Please say how many lines in the records contain the word "bool", giving only the number.

## Data to process
******

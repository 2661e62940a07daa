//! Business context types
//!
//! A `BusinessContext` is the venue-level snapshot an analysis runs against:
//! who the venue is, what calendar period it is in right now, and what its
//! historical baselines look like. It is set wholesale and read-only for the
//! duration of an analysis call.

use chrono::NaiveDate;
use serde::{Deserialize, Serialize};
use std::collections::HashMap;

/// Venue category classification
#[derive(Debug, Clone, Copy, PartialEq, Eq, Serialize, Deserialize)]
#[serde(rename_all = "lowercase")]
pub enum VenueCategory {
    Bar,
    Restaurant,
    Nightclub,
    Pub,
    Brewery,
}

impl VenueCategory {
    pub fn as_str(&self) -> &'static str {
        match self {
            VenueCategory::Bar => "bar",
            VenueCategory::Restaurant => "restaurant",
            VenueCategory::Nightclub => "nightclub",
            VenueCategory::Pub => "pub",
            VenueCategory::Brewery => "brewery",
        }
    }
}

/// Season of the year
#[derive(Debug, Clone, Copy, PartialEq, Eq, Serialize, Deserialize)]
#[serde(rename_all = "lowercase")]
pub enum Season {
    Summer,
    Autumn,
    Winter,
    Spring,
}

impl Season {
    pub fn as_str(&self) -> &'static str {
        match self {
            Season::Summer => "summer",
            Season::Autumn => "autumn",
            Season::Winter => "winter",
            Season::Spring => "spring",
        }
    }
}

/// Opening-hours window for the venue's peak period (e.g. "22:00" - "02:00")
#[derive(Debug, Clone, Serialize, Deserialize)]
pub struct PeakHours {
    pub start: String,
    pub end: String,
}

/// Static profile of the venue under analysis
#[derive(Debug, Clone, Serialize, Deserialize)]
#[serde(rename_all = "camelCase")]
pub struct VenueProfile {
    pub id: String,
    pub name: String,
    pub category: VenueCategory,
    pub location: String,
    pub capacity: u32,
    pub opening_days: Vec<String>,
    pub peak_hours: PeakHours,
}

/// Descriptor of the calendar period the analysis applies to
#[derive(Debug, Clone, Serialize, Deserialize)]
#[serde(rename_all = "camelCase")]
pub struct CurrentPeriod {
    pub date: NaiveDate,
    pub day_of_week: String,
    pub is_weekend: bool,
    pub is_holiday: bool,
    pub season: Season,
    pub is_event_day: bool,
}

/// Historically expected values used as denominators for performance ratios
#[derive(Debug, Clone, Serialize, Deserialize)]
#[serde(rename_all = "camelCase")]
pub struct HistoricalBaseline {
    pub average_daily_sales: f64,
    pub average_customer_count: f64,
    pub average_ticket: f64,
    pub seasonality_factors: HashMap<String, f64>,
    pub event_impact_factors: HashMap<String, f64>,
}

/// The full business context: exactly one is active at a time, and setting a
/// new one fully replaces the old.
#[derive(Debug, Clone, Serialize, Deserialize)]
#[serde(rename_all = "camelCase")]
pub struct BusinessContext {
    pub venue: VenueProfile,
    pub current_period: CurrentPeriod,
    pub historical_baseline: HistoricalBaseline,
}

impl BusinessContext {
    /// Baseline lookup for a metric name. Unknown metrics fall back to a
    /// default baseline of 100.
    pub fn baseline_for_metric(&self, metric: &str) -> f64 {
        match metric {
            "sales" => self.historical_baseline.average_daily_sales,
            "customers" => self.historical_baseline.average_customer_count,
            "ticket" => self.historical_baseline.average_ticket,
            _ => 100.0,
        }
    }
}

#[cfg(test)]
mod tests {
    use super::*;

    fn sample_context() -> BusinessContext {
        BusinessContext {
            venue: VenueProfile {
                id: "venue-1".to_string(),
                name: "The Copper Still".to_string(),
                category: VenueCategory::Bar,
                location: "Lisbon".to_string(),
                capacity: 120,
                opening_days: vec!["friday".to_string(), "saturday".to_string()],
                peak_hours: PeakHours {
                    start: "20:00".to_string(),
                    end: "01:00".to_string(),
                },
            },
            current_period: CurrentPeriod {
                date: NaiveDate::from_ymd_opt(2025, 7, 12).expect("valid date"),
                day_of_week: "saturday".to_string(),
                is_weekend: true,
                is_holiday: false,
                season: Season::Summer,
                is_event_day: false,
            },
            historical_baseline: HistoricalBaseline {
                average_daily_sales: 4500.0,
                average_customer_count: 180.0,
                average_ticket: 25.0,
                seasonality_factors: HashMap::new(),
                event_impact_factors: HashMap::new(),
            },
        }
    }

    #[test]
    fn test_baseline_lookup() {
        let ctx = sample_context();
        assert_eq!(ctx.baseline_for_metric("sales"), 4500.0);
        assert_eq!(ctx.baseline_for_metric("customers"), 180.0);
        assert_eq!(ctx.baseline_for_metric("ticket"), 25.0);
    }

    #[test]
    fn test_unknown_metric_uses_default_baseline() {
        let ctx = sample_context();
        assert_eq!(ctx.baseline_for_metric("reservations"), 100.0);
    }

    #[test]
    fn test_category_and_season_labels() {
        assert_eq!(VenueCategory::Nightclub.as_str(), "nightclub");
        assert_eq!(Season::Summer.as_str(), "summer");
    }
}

******

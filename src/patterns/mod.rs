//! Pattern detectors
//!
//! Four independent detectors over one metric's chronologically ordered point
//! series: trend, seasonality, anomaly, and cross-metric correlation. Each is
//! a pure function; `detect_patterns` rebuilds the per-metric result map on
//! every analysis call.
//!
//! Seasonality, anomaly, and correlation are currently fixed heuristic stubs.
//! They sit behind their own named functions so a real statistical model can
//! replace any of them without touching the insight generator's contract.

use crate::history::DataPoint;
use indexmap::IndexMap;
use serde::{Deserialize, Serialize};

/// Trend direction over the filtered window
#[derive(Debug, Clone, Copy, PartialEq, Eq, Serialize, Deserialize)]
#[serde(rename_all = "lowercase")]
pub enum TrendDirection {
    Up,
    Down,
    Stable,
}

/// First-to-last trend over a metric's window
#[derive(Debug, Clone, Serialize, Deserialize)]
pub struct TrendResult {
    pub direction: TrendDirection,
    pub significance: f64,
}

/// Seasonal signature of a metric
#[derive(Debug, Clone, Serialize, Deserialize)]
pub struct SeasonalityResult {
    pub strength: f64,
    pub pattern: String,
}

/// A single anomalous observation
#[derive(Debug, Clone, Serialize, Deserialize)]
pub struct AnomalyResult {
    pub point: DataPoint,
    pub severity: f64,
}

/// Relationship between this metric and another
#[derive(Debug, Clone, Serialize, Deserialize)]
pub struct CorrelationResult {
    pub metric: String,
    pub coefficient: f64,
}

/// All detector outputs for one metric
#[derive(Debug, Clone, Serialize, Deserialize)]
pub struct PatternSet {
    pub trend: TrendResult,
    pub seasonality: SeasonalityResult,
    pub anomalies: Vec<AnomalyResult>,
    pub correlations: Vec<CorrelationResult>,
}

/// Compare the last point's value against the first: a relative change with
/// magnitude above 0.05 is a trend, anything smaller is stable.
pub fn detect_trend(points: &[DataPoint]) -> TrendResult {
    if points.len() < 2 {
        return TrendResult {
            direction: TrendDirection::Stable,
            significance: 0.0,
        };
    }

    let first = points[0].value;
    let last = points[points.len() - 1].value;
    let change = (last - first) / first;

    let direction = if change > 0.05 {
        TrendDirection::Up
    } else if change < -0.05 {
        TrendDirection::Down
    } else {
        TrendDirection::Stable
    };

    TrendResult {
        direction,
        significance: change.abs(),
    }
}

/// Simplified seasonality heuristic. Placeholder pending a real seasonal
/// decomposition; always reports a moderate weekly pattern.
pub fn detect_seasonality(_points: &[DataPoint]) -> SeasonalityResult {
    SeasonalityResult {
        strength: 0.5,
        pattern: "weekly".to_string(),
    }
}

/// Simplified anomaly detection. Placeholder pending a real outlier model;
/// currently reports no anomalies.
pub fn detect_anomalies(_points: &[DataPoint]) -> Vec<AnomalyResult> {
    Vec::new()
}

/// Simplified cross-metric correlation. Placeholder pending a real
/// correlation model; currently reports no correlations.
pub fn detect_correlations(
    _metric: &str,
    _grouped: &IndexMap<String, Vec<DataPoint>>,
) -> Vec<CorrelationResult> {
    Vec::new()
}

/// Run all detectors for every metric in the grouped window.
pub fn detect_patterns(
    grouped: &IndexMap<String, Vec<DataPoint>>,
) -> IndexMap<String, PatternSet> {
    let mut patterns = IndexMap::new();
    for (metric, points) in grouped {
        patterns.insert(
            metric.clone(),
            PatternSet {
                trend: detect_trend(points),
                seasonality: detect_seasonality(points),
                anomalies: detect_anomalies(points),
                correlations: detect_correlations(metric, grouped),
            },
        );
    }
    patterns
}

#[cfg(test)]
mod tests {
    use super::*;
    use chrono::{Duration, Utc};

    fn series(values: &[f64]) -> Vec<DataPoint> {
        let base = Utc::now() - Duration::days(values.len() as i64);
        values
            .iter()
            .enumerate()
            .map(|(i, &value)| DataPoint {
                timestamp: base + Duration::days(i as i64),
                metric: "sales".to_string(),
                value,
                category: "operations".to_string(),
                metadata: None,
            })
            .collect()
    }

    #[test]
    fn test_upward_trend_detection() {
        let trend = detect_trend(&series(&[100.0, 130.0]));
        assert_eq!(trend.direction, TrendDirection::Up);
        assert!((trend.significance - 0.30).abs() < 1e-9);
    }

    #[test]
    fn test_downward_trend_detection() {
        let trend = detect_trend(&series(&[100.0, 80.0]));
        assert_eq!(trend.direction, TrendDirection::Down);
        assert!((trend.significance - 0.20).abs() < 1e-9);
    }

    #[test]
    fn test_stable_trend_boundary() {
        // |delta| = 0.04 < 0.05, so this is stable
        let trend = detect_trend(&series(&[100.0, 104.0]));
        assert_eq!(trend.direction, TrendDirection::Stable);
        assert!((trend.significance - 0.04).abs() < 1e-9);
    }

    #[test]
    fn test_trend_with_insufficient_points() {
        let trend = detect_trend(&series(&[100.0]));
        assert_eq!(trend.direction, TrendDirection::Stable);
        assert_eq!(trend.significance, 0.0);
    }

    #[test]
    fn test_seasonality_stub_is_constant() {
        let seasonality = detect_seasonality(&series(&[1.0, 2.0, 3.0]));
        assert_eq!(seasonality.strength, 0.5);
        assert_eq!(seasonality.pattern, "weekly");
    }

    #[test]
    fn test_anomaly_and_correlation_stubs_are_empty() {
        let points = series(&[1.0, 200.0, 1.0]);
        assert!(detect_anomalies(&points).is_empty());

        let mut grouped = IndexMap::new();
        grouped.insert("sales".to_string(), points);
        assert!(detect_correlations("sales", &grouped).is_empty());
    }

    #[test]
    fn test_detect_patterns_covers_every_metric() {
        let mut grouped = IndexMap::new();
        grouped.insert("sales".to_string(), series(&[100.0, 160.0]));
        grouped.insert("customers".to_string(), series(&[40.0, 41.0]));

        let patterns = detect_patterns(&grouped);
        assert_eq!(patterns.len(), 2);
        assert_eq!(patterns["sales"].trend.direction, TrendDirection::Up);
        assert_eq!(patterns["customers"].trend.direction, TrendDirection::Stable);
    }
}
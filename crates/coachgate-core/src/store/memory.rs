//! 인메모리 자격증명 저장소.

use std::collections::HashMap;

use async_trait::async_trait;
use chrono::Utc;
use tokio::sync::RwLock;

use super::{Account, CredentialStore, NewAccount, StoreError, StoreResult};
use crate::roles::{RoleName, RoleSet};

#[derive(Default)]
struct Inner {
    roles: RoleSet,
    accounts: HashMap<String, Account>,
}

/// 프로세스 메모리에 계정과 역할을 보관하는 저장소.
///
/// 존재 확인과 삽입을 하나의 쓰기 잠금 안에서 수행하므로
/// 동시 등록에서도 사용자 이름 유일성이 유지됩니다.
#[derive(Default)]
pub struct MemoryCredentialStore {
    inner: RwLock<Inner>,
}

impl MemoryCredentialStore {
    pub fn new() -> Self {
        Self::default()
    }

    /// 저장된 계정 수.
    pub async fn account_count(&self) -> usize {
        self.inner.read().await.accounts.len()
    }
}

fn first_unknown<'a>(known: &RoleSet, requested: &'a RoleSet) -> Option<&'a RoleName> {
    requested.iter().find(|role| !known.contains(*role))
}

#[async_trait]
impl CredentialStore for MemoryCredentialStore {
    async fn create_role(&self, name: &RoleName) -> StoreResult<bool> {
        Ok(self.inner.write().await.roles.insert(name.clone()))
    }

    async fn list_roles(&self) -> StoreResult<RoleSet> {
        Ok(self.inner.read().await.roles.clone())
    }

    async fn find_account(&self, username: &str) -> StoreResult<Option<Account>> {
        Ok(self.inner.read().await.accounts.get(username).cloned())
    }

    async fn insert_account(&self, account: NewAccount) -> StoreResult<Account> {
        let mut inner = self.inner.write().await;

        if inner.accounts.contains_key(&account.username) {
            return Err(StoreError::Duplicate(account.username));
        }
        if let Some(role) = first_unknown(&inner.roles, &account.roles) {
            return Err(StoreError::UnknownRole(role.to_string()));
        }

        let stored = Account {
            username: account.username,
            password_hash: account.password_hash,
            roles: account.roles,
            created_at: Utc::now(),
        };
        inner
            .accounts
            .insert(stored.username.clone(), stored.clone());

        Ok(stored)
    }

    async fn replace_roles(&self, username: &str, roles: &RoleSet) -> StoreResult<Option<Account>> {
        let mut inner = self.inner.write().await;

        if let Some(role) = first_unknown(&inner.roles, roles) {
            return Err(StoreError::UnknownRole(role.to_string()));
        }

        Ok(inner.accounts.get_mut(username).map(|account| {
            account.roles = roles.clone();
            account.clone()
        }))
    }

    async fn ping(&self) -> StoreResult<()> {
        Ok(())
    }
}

******

## Output for this exercise
4